Será que ele havia sido pego pela irmandade dos vampiros? Descobriram que revelara a ela a existência dos vampiros e fora pego. O que teriam feito com ele? Talvez ele fora punido e agora estava afastando-se de sua paixão. De qualquer forma, a culpa era dela. Rúbia martirizava-se por isso.

Então, um bilhete. Curto e simples, mas de forma alguma decepcionou a destinatária. As letras lindamente desenhadas em papel escarlate sugeriam um encontro. Sentiu o coração quase rasgando o peito. Como seria um encontro com um vampiro? Seria aquilo verdade? Ela sempre sonhara com aquelas criaturas sedutoras e fascinantes, e agora estava prestes a conhecer uma que a amava.

O encontro foi marcado no dia seguinte. Seria após a aula, em uma rua que nunca ouvira falar mas, segundo as instruções da carta, ficava a três quarteirões do colégio. Por um momento, hesitou. Não tinha medo, Rúbia confiaria sua vida a ele. Mas poderia ser uma armadilha da Irmandade. Ela sabia sobre a existência dos vampiros e precisava ser eliminada. Ou abraçada. A segunda opção não seria exatamente um problema. Pensando assim, se dirigiu ao endereço depois de se despedir das amigas, fazendo-as ficar preocupadas. Provavelmente seria a última vez que as veria.
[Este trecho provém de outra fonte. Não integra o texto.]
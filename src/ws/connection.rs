#![expect(
    clippy::module_name_repetitions,
    reason = "Connection types expose their domain in the name for clarity"
)]

use std::fmt;
use std::time::{Duration, Instant};

use backoff::ExponentialBackoff;
use backoff::backoff::Backoff as _;
use tokio::sync::watch;

use super::config::ReconnectConfig;
use super::error::WsError;

/// Connection state tracking.
///
/// Transitions only ever go `Idle -> Connecting -> Open -> Backoff -> Connecting -> ...`,
/// with `Failed` reachable from a failure once retries are exhausted.
///
/// The exhausting failure goes straight from `Connecting` or `Open` to `Failed`: no
/// retry will run, so there is no `Backoff` delay to report.
#[non_exhaustive]
#[derive(Debug, Clone, Copy, PartialEq, Eq)]
pub enum ConnectionState {
    /// Not connected and not trying to
    Idle,
    /// Attempting to connect
    Connecting,
    /// Successfully connected
    Open {
        /// When the connection was established
        since: Instant,
    },
    /// Waiting before the next reconnection attempt
    Backoff {
        /// Reconnection attempt that will run when the delay elapses (1-based)
        attempt: u32,
        /// Delay before that attempt
        retry_in: Duration,
    },
    /// Retries exhausted; only an explicit reset reconnects
    Failed,
}

impl ConnectionState {
    /// Check if the connection is currently open.
    #[must_use]
    pub const fn is_open(self) -> bool {
        matches!(self, Self::Open { .. })
    }

    /// Check if the connection gave up reconnecting.
    #[must_use]
    pub const fn is_failed(self) -> bool {
        matches!(self, Self::Failed)
    }
}

/// Side effect requested by a state transition, executed by whoever owns the transport.
#[non_exhaustive]
#[derive(Debug, Clone, PartialEq, Eq)]
pub enum Action {
    /// Open the transport
    Open,
    /// Write a text frame to the open transport
    Send(String),
    /// Close the transport, if any
    Close,
    /// Fire a retry after the delay
    ScheduleRetry(Duration),
    /// Drop any pending retry timer
    CancelRetry,
}

/// Connection lifecycle and reconnection policy.
///
/// This type performs no I/O: every transition reports the [`Action`] it needs and
/// publishes the new [`ConnectionState`] on a watch channel.
pub struct Connection {
    config: ReconnectConfig,
    backoff: ExponentialBackoff,
    /// Retries scheduled since the last successful open
    attempt: u32,
    state_tx: watch::Sender<ConnectionState>,
    torn_down: bool,
}

impl fmt::Debug for Connection {
    fn fmt(&self, f: &mut fmt::Formatter<'_>) -> fmt::Result {
        f.debug_struct("Connection")
            .field("state", &self.state())
            .field("attempt", &self.attempt)
            .field("torn_down", &self.torn_down)
            .finish_non_exhaustive()
    }
}

impl Connection {
    #[must_use]
    pub fn new(config: ReconnectConfig) -> Self {
        let (state_tx, _) = watch::channel(ConnectionState::Idle);

        Self {
            backoff: config.clone().into(),
            config,
            attempt: 0,
            state_tx,
            torn_down: false,
        }
    }

    /// Get the current connection state.
    #[must_use]
    pub fn state(&self) -> ConnectionState {
        *self.state_tx.borrow()
    }

    /// Subscribe to connection state changes.
    #[must_use]
    pub fn state_receiver(&self) -> watch::Receiver<ConnectionState> {
        self.state_tx.subscribe()
    }

    /// Retries scheduled since the last successful open.
    #[must_use]
    pub const fn attempt(&self) -> u32 {
        self.attempt
    }

    /// Whether [`Connection::teardown`] has run.
    #[must_use]
    pub const fn is_torn_down(&self) -> bool {
        self.torn_down
    }

    fn transition(&self, next: ConnectionState) {
        tracing::debug!(from = ?self.state(), to = ?next, "Connection state transition");
        self.state_tx.send_replace(next);
    }

    /// Start connecting from `Idle`. No-op in any other state.
    pub fn connect(&mut self) -> Option<Action> {
        if self.torn_down || self.state() != ConnectionState::Idle {
            return None;
        }

        self.transition(ConnectionState::Connecting);
        Some(Action::Open)
    }

    /// The backoff timer fired: start the scheduled attempt.
    pub fn retry_elapsed(&mut self) -> Option<Action> {
        if self.torn_down || !matches!(self.state(), ConnectionState::Backoff { .. }) {
            return None;
        }

        self.transition(ConnectionState::Connecting);
        Some(Action::Open)
    }

    /// The transport finished opening. Returns `false` when the event is stale.
    pub fn opened(&mut self) -> bool {
        if self.torn_down || self.state() != ConnectionState::Connecting {
            return false;
        }

        self.attempt = 0;
        self.backoff.reset();
        self.transition(ConnectionState::Open {
            since: Instant::now(),
        });
        true
    }

    /// The transport closed or failed to open.
    ///
    /// Schedules the next retry, or moves to `Failed` once `max_attempts` retries have
    /// been spent since the last successful open.
    pub fn closed(&mut self) -> Option<Action> {
        if self.torn_down
            || !matches!(
                self.state(),
                ConnectionState::Connecting | ConnectionState::Open { .. }
            )
        {
            return None;
        }

        if self.attempt >= self.config.max_attempts {
            let error = WsError::RetriesExhausted {
                attempts: self.attempt,
            };
            tracing::warn!(%error, "Connection failed, waiting for an explicit reset");
            self.transition(ConnectionState::Failed);
            return None;
        }

        let delay = self
            .backoff
            .next_backoff()
            .unwrap_or(self.config.max_backoff)
            .min(self.config.max_backoff);
        self.attempt = self.attempt.saturating_add(1);
        tracing::debug!(attempt = self.attempt, ?delay, "Scheduling reconnect");
        self.transition(ConnectionState::Backoff {
            attempt: self.attempt,
            retry_in: delay,
        });
        Some(Action::ScheduleRetry(delay))
    }

    /// Leave `Failed` or `Backoff` and connect again with a fresh retry budget.
    ///
    /// No-op while connecting, open, idle or after teardown.
    pub fn reset(&mut self) -> Vec<Action> {
        if self.torn_down
            || !matches!(
                self.state(),
                ConnectionState::Failed | ConnectionState::Backoff { .. }
            )
        {
            return Vec::new();
        }

        self.attempt = 0;
        self.backoff.reset();
        self.transition(ConnectionState::Idle);

        let mut actions = vec![Action::CancelRetry];
        actions.extend(self.connect());
        actions
    }

    /// Stop for good: cancel any pending retry and close the transport.
    pub fn teardown(&mut self) -> Vec<Action> {
        if self.torn_down {
            return Vec::new();
        }

        self.transition(ConnectionState::Idle);
        self.torn_down = true;
        vec![Action::CancelRetry, Action::Close]
    }
}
A rua era escura e estreita, deserta. Todas as luzes públicas estavam apagadas. Rúbia quase recuou, mas o desejo de conhecer seu admirador vampiresco era tanto que avançou em passos vacilantes. Um vulto surgiu detrás de um poste.

– Fique aí.

Era ele! Rúbia estava frente-a-frente com um vampiro! Estremeceu ao pensar o que seria dela e adorou a sensação de perigo iminente. Já não se importava muito se fosse mordida, transformada ou morta. Apenas desejava se entregar de corpo e alma para que fizesse o que quisesse.

– É você?

A voz era trêmula, incontrolável. Rúbia pensou que ele perceberia sua emoção mas se lembrou que ele lia seus pensamentos, de qualquer forma. Ele sabia muito mais do que sua voz poderia denunciar. Sabia que ela lhe pertencia. Talvez por isso não houve resposta. Ela continuou.

– Esperei tanto tempo pra te ver!

– Eu também. Não podia mais viver sem falar com você pessoalmente, olhando em seus olhos.

– Mas ainda não consigo ver os seus – disse Rúbia, se aproximando do vulto.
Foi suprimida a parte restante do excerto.